Personal information
- Full name: Jonathan Kabasele Bijimine
- Date of birth: 9 July 1994 (age 32)
- Place of birth: Amiens, France
- Height: 1.90 m (6 ft 3 in)
- Positions: Defender; midfielder;

Youth career
- Sedan

Senior career*
- Years: Team / Apps / (Gls)
- 2012–2013: Sedan II / 10 / (2)
- 2012–2013: Sedan / 14 / (0)
- 2013–2014: Perugia / 0 / (0)
- 2014: → Barletta (loan) / 6 / (0)
- 2014–2016: Córdoba B / 58 / (6)
- 2015–2017: Córdoba / 29 / (0)
- 2017–2018: Apollon Smyrnis / 12 / (0)
- 2018: Fastav Zlín / 6 / (0)
- 2018: Logroñés / 3 / (0)
- 2019: Salamanca / 0 / (0)
- 2019–2020: Alcorcón / 0 / (0)
- 2019–2020: → SS Reyes (loan) / 19 / (0)
- 2020: → Algeciras (loan) / 7 / (0)
- 2020–2021: Sedan / 1 / (0)
- 2021: Alzira
- 2022: UE Santa Coloma / 9 / (1)
- 2023: Gloria Ultra
- 2024: Patacona / 1 / (0)

International career^{‡}
- 2013: DR Congo U20 / 3 / (0)
- 2017–: DR Congo / 1 / (0)

= Jonathan Bijimine =

Congolese footballer (born 1994)

Jonathan Kabasele Bijimine (born 9 July 1994) is a footballer who plays as a defender or a midfielder. Born in France, he plays for DR Congo national team at international level.

==Club career==
Born in Amiens to Congolese parents, Bijimine graduated with CS Sedan Ardennes' youth setup, and made his senior debuts with the reserves in the 2012–13 campaign, in CFA 2. On 19 October 2012 he played his first match as a professional, coming on as a second-half substitute in a 4–2 home success against AC Arles-Avignon for the Ligue 2 championship.
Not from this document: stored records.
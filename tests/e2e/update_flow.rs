//! Full update runs against the mock release host.

#![allow(clippy::unwrap_used, clippy::expect_used, clippy::panic)]

use super::harness::{zip_bytes, TestHarness, OLD_BINARY, RELEASES_PATH};
use std::fs;
use std::time::{Duration, Instant};
use tokio::sync::watch;
use wiremock::matchers::{method, path};
use wiremock::{Mock, ResponseTemplate};
use xupdater::{Error, UpdateEvent, UpdateOutcome, UpdaterBuilder};

const NEW_BINARY: &[u8] = b"#!/bin/sh\necho new\n";

/// Test 1: the running version is already the latest; nothing is downloaded.
#[tokio::test]
async fn test_up_to_date_skips_download() {
    let harness = TestHarness::setup().await;
    harness.mount_index(&["v1.2.0", "v1.1.0"]).await;
    harness.mount_asset("v1.2.0", Vec::new(), 0).await;

    let updater = UpdaterBuilder::new(harness.config("1.2.0"))
        .with_staging_root(harness.staging_dir.path())
        .build()
        .unwrap();
    let outcome = updater.run().await;

    match outcome {
        UpdateOutcome::UpToDate { ref version } => assert_eq!(version, "v1.2.0"),
        ref other => panic!("expected UpToDate, got {other:?}"),
    }
    assert_eq!(outcome.exit_code(), 0);
    assert_eq!(fs::read(harness.target()).unwrap(), OLD_BINARY);
}

/// Test 2: a newer release is fetched and swapped in.
#[tokio::test]
async fn test_newer_release_is_installed() {
    let harness = TestHarness::setup().await;
    harness.mount_index(&["v1.1.0", "v1.2.0"]).await;
    let archive = zip_bytes(&[(TestHarness::entry_name().as_str(), NEW_BINARY)]);
    harness.mount_asset("v1.2.0", archive, 1).await;

    let updater = UpdaterBuilder::new(harness.config("1.0.0"))
        .with_staging_root(harness.staging_dir.path())
        .build()
        .unwrap();
    let mut events = updater.subscribe_events();
    let outcome = updater.run().await;

    match outcome {
        UpdateOutcome::Updated { ref version, .. } => assert_eq!(version, "v1.2.0"),
        ref other => panic!("expected Updated, got {other:?}"),
    }
    assert_eq!(outcome.exit_code(), 0);
    assert_eq!(fs::read(harness.target()).unwrap(), NEW_BINARY);
    assert_eq!(harness.staging_entries(), 0, "staging must be cleaned up");

    #[cfg(unix)]
    assert_eq!(super::harness::mode_of(&harness.target()), 0o750);

    let mut seen = Vec::new();
    while let Ok(event) = events.try_recv() {
        seen.push(event);
    }
    assert!(matches!(seen.first(), Some(UpdateEvent::Resolving { .. })));
    assert_eq!(
        seen.last(),
        Some(&UpdateEvent::Updated {
            version: "v1.2.0".to_string()
        })
    );
}

/// Test 3: an unreachable index fails without touching the target.
#[tokio::test]
async fn test_unreachable_index_fails() {
    let harness = TestHarness::setup().await;
    let mut config = harness.config("1.0.0");
    config.api_base_url = "http://127.0.0.1:1".to_string();

    let outcome = UpdaterBuilder::new(config).build().unwrap().run().await;

    assert!(
        matches!(outcome, UpdateOutcome::Failed(Error::Network(_))),
        "got {outcome:?}"
    );
    assert_ne!(outcome.exit_code(), 0);
    assert_eq!(fs::read(harness.target()).unwrap(), OLD_BINARY);
}

/// Test 4: an unknown repository maps to NotFound.
#[tokio::test]
async fn test_missing_repository_is_not_found() {
    let harness = TestHarness::setup().await;
    Mock::given(method("GET"))
        .and(path(RELEASES_PATH))
        .respond_with(ResponseTemplate::new(404))
        .mount(&harness.server)
        .await;

    let outcome = UpdaterBuilder::new(harness.config("1.0.0"))
        .build()
        .unwrap()
        .run()
        .await;

    assert!(
        matches!(outcome, UpdateOutcome::Failed(Error::NotFound(_))),
        "got {outcome:?}"
    );
}

/// Test 5: a release without the platform archive fails and leaves the
/// target alone.
#[tokio::test]
async fn test_missing_asset_is_not_found() {
    let harness = TestHarness::setup().await;
    harness.mount_index(&["v2.0.0"]).await;
    // No asset mounted: the mock server answers 404.

    let outcome = UpdaterBuilder::new(harness.config("1.0.0"))
        .with_staging_root(harness.staging_dir.path())
        .build()
        .unwrap()
        .run()
        .await;

    assert!(
        matches!(outcome, UpdateOutcome::Failed(Error::NotFound(_))),
        "got {outcome:?}"
    );
    assert_eq!(fs::read(harness.target()).unwrap(), OLD_BINARY);
    assert_eq!(harness.staging_entries(), 0);
}

/// Test 6: an archive without the executable entry reports ArtifactMissing.
#[tokio::test]
async fn test_archive_without_executable() {
    let harness = TestHarness::setup().await;
    harness.mount_index(&["v2.0.0"]).await;
    let archive = zip_bytes(&[("README.md", b"nothing here".as_slice())]);
    harness.mount_asset("v2.0.0", archive, 1).await;

    let outcome = UpdaterBuilder::new(harness.config("1.0.0"))
        .with_staging_root(harness.staging_dir.path())
        .build()
        .unwrap()
        .run()
        .await;

    assert!(
        matches!(outcome, UpdateOutcome::Failed(Error::ArtifactMissing(_))),
        "got {outcome:?}"
    );
    assert_eq!(fs::read(harness.target()).unwrap(), OLD_BINARY);
    assert_eq!(harness.staging_entries(), 0);
}

/// Test 7: a checksum mismatch aborts before the swap.
#[tokio::test]
async fn test_checksum_mismatch_aborts() {
    let harness = TestHarness::setup().await;
    harness.mount_index(&["v2.0.0"]).await;
    let archive = zip_bytes(&[(TestHarness::entry_name().as_str(), NEW_BINARY)]);
    harness.mount_asset("v2.0.0", archive, 1).await;

    let mut config = harness.config("1.0.0");
    config.expected_sha256 = Some("00".repeat(32));

    let outcome = UpdaterBuilder::new(config)
        .with_staging_root(harness.staging_dir.path())
        .build()
        .unwrap()
        .run()
        .await;

    assert!(
        matches!(outcome, UpdateOutcome::Failed(Error::ChecksumMismatch { .. })),
        "got {outcome:?}"
    );
    assert_eq!(fs::read(harness.target()).unwrap(), OLD_BINARY);
}

/// Test 8: `update()` surfaces failures as errors.
#[tokio::test]
async fn test_update_returns_error() {
    let harness = TestHarness::setup().await;
    let mut config = harness.config("1.0.0");
    config.api_base_url = "http://127.0.0.1:1".to_string();

    let err = UpdaterBuilder::new(config)
        .build()
        .unwrap()
        .update()
        .await
        .unwrap_err();
    assert!(matches!(err, Error::Network(_)), "got {err:?}");
}

/// Test 9: a download slower than the timeout fails as a network error.
#[tokio::test]
async fn test_slow_download_times_out() {
    let harness = TestHarness::setup().await;
    harness.mount_index(&["v2.0.0"]).await;
    let archive = zip_bytes(&[(TestHarness::entry_name().as_str(), NEW_BINARY)]);
    harness
        .mount_slow_asset("v2.0.0", archive, Duration::from_secs(10))
        .await;

    let mut config = harness.config("1.0.0");
    config.timeout_secs = 1;

    let started = Instant::now();
    let outcome = UpdaterBuilder::new(config)
        .with_staging_root(harness.staging_dir.path())
        .build()
        .unwrap()
        .run()
        .await;

    assert!(
        matches!(outcome, UpdateOutcome::Failed(Error::Network(_))),
        "got {outcome:?}"
    );
    assert!(started.elapsed() < Duration::from_secs(8));
    assert_eq!(fs::read(harness.target()).unwrap(), OLD_BINARY);
    assert_eq!(harness.staging_entries(), 0);
}

/// Test 10: cancelling mid-download aborts with `Cancelled`.
#[tokio::test]
async fn test_cancel_during_download() {
    let harness = TestHarness::setup().await;
    harness.mount_index(&["v2.0.0"]).await;
    let archive = zip_bytes(&[(TestHarness::entry_name().as_str(), NEW_BINARY)]);
    harness
        .mount_slow_asset("v2.0.0", archive, Duration::from_secs(10))
        .await;

    let (cancel_tx, cancel_rx) = watch::channel(false);
    let updater = UpdaterBuilder::new(harness.config("1.0.0"))
        .with_cancellation(cancel_rx)
        .with_staging_root(harness.staging_dir.path())
        .build()
        .unwrap();

    let mut events = updater.subscribe_events();
    tokio::spawn(async move {
        // Cancel once the download has started.
        while let Ok(event) = events.recv().await {
            if matches!(event, UpdateEvent::Fetching { .. }) {
                tokio::time::sleep(Duration::from_millis(300)).await;
                let _ = cancel_tx.send(true);
                break;
            }
        }
    });

    let started = Instant::now();
    let outcome = updater.run().await;

    assert!(
        matches!(outcome, UpdateOutcome::Failed(Error::Cancelled)),
        "got {outcome:?}"
    );
    assert!(started.elapsed() < Duration::from_secs(8));
    assert_eq!(fs::read(harness.target()).unwrap(), OLD_BINARY);
    assert_eq!(harness.staging_entries(), 0);
}
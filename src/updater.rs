//! Update orchestration.
//!
//! Drives `Idle -> Resolving -> (UpToDate | Fetching) -> Swapping -> Done`.
//! Any error stops the machine in its current state; nothing on disk changes
//! before `Swapping`, and the swapper itself is all-or-nothing.

use crate::config::UpdaterConfig;
use crate::error::{Error, Result};
use crate::event::{create_event_channel, UpdateEvent, UpdateEventsChannel, UpdateEventsSender};
use crate::fetcher::{sha256_file, ArtifactFetcher};
use crate::request::UpdateRequest;
use crate::source::Source;
use crate::swap::{SwapLock, SwapReport, Swapper};
use crate::version::needs_update;
use std::path::{Path, PathBuf};
use std::time::Duration;
use tokio::sync::watch;
use tracing::{debug, error, info};

/// Terminal result of one update invocation.
#[derive(Debug)]
pub enum UpdateOutcome {
    /// The running version is current; nothing was fetched or swapped.
    UpToDate {
        /// Version advertised by the source.
        version: String,
    },
    /// The executable was replaced.
    Updated {
        /// Installed version.
        version: String,
        /// How the swap was performed.
        report: SwapReport,
    },
    /// The update aborted.
    Failed(Error),
}

impl UpdateOutcome {
    /// Exit code for the process boundary: 0 unless failed.
    #[must_use]
    pub fn exit_code(&self) -> i32 {
        match self {
            Self::UpToDate { .. } | Self::Updated { .. } => 0,
            Self::Failed(e) => e.exit_code(),
        }
    }

    /// Short status label for logs.
    #[must_use]
    pub fn status(&self) -> &'static str {
        match self {
            Self::UpToDate { .. } => "up-to-date",
            Self::Updated { .. } => "updated",
            Self::Failed(_) => "failed",
        }
    }

    /// Convert `Failed` into an error.
    ///
    /// # Errors
    ///
    /// Returns the failure reason of a `Failed` outcome.
    pub fn into_result(self) -> Result<Self> {
        match self {
            Self::Failed(e) => Err(e),
            other => Ok(other),
        }
    }
}

/// Orchestrator states.
#[derive(Debug, Clone, Copy, PartialEq, Eq)]
enum UpdateState {
    Idle,
    Resolving,
    Fetching,
    Swapping,
    Done,
}

/// Builder for an [`Updater`].
pub struct UpdaterBuilder {
    config: UpdaterConfig,
    cancel: Option<watch::Receiver<bool>>,
    staging_root: Option<PathBuf>,
}

impl UpdaterBuilder {
    /// Create a new builder with the given configuration.
    #[must_use]
    pub fn new(config: UpdaterConfig) -> Self {
        Self {
            config,
            cancel: None,
            staging_root: None,
        }
    }

    /// Abort downloads when the watched flag turns `true`.
    #[must_use]
    pub fn with_cancellation(mut self, cancel: watch::Receiver<bool>) -> Self {
        self.cancel = Some(cancel);
        self
    }

    /// Stage candidates under `root` instead of the system temp dir.
    #[must_use]
    pub fn with_staging_root(mut self, root: impl Into<PathBuf>) -> Self {
        self.staging_root = Some(root.into());
        self
    }

    /// Validate the configuration and build the updater.
    ///
    /// # Errors
    ///
    /// Returns `Error::Config` for invalid configuration, or `Error::Io` if
    /// no target is configured and the running executable cannot be found.
    pub fn build(self) -> Result<Updater> {
        let request = UpdateRequest::from_config(&self.config)?;
        let source = Source::from_config(&request, &self.config)?;

        let target = match self.config.target {
            Some(ref target) => target.clone(),
            None => std::env::current_exe()?,
        };

        let mut fetcher = ArtifactFetcher::new(Duration::from_secs(self.config.timeout_secs))
            .with_expected_sha256(self.config.expected_sha256.clone());
        if let Some(cancel) = self.cancel {
            fetcher = fetcher.with_cancellation(cancel);
        }
        if let Some(root) = self.staging_root {
            fetcher = fetcher.with_staging_root(root);
        }

        let swapper = self
            .config
            .swap_strategy
            .map_or_else(Swapper::detect, Swapper::new);

        let (events_tx, _) = create_event_channel();

        Ok(Updater {
            request,
            source,
            fetcher,
            swapper,
            target,
            events_tx,
        })
    }
}

/// Runs updates for one executable.
pub struct Updater {
    request: UpdateRequest,
    source: Source,
    fetcher: ArtifactFetcher,
    swapper: Swapper,
    target: PathBuf,
    events_tx: UpdateEventsSender,
}

impl Updater {
    /// The request this updater serves.
    #[must_use]
    pub fn request(&self) -> &UpdateRequest {
        &self.request
    }

    /// The executable that gets replaced.
    #[must_use]
    pub fn target(&self) -> &Path {
        &self.target
    }

    /// Subscribe to progress events.
    #[must_use]
    pub fn subscribe_events(&self) -> UpdateEventsChannel {
        self.events_tx.subscribe()
    }

    /// Run the update and return its tri-state outcome. Never exits.
    pub async fn run(&self) -> UpdateOutcome {
        let mut state = UpdateState::Idle;
        let outcome = match self.drive(&mut state).await {
            Ok(outcome) => outcome,
            Err(e) => {
                error!(state = ?state, error = %e, "update failed");
                let _ = self.events_tx.send(UpdateEvent::Failed {
                    message: e.to_string(),
                });
                UpdateOutcome::Failed(e)
            }
        };
        self.advance(&mut state, UpdateState::Done);
        outcome
    }

    /// Run the update, returning failures as errors.
    ///
    /// # Errors
    ///
    /// Returns the error that aborted the update.
    pub async fn update(&self) -> Result<UpdateOutcome> {
        self.run().await.into_result()
    }

    /// Run the update, log the outcome, and exit the process: 0 when updated
    /// or already current, non-zero otherwise. Does not return.
    pub async fn update_and_exit(&self) {
        let outcome = self.run().await;
        exit_with(&outcome);
    }

    /// Delete the backup of the previous executable. Call once the new
    /// binary has started correctly.
    ///
    /// # Errors
    ///
    /// Returns an error if the backup cannot be removed.
    pub fn confirm_started(&self) -> Result<bool> {
        Swapper::commit(&self.target)
    }

    /// Restore the previous executable from its backup.
    ///
    /// # Errors
    ///
    /// Returns an error if the backup cannot be restored.
    pub fn rollback(&self) -> Result<bool> {
        Swapper::rollback(&self.target)
    }

    async fn drive(&self, state: &mut UpdateState) -> Result<UpdateOutcome> {
        let location = self.source.location();
        info!(
            name = %self.request.qualified_name(),
            url = %location,
            version = %self.request.current_version,
            "try update from"
        );

        self.advance(state, UpdateState::Resolving);
        let _ = self.events_tx.send(UpdateEvent::Resolving { location });
        let release = self.source.resolve_latest().await?;

        if !needs_update(&self.request.current_version, &release.version) {
            info!(version = %release.version, "already up to date, no need to update");
            let _ = self.events_tx.send(UpdateEvent::UpToDate {
                version: release.version.clone(),
            });
            return Ok(UpdateOutcome::UpToDate {
                version: release.version,
            });
        }

        self.advance(state, UpdateState::Fetching);
        let _ = self.events_tx.send(UpdateEvent::Fetching {
            version: release.version.clone(),
        });
        let artifact = self
            .fetcher
            .fetch(&self.source, &release, &self.request)
            .await?;

        self.advance(state, UpdateState::Swapping);
        let _ = self.events_tx.send(UpdateEvent::Swapping {
            version: release.version.clone(),
        });
        let report = {
            let _lock = SwapLock::acquire(&self.target)?;
            let report = self
                .swapper
                .replace(&self.target, artifact.executable_path())?;
            verify_swap(&self.target, &report, artifact.digest())?;
            report
        };

        info!(
            version = %release.version,
            path = %self.target.display(),
            "updated"
        );
        let _ = self.events_tx.send(UpdateEvent::Updated {
            version: release.version.clone(),
        });
        Ok(UpdateOutcome::Updated {
            version: release.version,
            report,
        })
    }

    fn advance(&self, state: &mut UpdateState, next: UpdateState) {
        debug!(from = ?*state, to = ?next, path = %self.target.display(), "update state");
        *state = next;
    }
}

/// Check that `target` holds the staged candidate after a swap.
///
/// On a mismatch the backup of a rename-aside swap is restored; a
/// rename-over swap keeps no backup, so the target is left as found.
fn verify_swap(target: &Path, report: &SwapReport, expected: &[u8; 32]) -> Result<()> {
    let actual = sha256_file(target)?;
    if actual == *expected {
        return Ok(());
    }

    let restored = match report.backup {
        Some(_) => match Swapper::rollback(target) {
            Ok(restored) => restored,
            Err(e) => {
                error!(error = %e, "could not restore backup after failed verification");
                false
            }
        },
        None => false,
    };

    Err(Error::UnknownOutcome(format!(
        "{} does not match the staged candidate after swap (previous version restored: {restored})",
        target.display()
    )))
}

/// Log `outcome` and terminate the process with its exit code.
pub fn exit_with(outcome: &UpdateOutcome) -> ! {
    match outcome {
        UpdateOutcome::UpToDate { version } => {
            info!(status = outcome.status(), version = %version, "update finished");
        }
        UpdateOutcome::Updated { version, .. } => {
            info!(status = outcome.status(), version = %version, "update finished");
        }
        UpdateOutcome::Failed(e) => {
            error!(status = outcome.status(), error = %e, "update failed");
        }
    }
    std::process::exit(outcome.exit_code())
}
Bijimine appeared in 14 matches for the first team during the season (seven starts, 690 minutes of action), as his side were relegated. On 23 July 2013 he signed a three-year deal with Italian Lega Pro Prima Divisione side A.C. Perugia Calcio.

On 31 January 2014, after appearing rarely for Perugia, Bijimine was loaned to S.S. Barletta Calcio until June. On 3 September he moved teams and countries again, joining Spanish side Córdoba CF, and being assigned to the reserves in Segunda División B.

On 23 May 2015 Bijimine made his La Liga debut, coming on as a second-half substitute for Fede Vico in a 0–3 away loss against SD Eibar, as the Andalusians were already relegated. On 1 July of the following year, he signed a new three-year contract with the Verdiblancos and was definitely promoted to the main squad.

Bijimine became a regular starter under José Luis Oltra and Luis Carrión, but after being tested positive in a blood alcohol test following a car accident on 7 February 2017, he was only rarely used. On 20 July, he cut ties with the club.

On 15 March 2019, after spells with FC Fastav Zlín and UD Logroñés, Bijimine joined Segunda División B side Salamanca CF; seven days later, however, the club stated that he could not play due to being already registered to a French amateur club near his hometown.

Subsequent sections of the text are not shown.